▶ _Exercise brief_
Search the records below for the word "PlainTextRequest" and show every line where it occurs.

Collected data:
►

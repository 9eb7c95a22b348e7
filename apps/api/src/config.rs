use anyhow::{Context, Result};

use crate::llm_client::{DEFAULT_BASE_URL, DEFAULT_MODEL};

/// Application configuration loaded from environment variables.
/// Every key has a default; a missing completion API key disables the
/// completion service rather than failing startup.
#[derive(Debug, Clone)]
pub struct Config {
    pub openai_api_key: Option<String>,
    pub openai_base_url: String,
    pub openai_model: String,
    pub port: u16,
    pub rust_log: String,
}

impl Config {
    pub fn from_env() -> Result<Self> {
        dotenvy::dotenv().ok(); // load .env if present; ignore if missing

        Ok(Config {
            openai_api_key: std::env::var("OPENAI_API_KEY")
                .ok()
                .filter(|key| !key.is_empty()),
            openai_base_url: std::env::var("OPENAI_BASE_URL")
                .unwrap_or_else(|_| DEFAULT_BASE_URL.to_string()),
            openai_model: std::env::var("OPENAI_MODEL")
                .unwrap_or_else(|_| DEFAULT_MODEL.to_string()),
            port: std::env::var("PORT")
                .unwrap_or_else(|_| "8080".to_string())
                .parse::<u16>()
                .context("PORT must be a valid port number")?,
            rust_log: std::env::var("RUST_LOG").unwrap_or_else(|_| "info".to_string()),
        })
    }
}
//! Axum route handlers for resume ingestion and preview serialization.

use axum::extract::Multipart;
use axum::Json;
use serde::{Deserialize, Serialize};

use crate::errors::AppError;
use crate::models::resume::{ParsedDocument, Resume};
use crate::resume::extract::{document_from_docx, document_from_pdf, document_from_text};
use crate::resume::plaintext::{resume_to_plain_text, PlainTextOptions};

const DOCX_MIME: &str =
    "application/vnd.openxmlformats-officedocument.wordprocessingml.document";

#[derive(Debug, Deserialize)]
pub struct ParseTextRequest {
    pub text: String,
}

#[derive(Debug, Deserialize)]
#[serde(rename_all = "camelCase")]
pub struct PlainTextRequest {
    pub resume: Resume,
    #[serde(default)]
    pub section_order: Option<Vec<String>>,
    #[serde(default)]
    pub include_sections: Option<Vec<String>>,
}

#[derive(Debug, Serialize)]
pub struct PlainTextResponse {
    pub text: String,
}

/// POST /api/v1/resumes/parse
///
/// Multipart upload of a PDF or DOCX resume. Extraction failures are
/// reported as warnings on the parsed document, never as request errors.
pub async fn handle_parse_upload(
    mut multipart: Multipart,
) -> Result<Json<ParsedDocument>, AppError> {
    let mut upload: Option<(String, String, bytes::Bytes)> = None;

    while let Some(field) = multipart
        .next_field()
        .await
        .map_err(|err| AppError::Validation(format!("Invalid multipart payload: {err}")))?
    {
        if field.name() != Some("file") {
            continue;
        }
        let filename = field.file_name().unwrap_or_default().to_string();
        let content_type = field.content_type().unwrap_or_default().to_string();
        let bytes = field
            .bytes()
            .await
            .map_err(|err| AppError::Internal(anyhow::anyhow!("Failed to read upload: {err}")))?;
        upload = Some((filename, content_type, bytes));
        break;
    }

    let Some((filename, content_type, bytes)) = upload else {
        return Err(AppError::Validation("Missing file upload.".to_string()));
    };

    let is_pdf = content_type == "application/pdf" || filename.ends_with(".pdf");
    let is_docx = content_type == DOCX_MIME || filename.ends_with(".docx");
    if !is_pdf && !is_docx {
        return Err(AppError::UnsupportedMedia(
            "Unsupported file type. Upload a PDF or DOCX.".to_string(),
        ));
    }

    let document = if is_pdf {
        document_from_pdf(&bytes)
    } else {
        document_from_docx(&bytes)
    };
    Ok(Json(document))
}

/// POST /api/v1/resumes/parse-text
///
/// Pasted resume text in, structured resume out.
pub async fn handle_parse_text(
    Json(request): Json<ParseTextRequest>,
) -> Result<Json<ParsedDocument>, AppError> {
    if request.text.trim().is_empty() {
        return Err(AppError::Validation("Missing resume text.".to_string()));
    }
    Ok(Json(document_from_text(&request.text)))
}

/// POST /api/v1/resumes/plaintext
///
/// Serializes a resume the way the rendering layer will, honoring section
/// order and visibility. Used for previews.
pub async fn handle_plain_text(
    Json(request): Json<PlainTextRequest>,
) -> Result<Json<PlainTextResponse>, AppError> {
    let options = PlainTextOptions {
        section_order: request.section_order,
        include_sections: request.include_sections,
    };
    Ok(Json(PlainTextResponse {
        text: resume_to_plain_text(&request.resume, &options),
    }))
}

◄

▶ _Output for this exercise_
pub struct PlainTextRequest {
    Json(request): Json<PlainTextRequest>,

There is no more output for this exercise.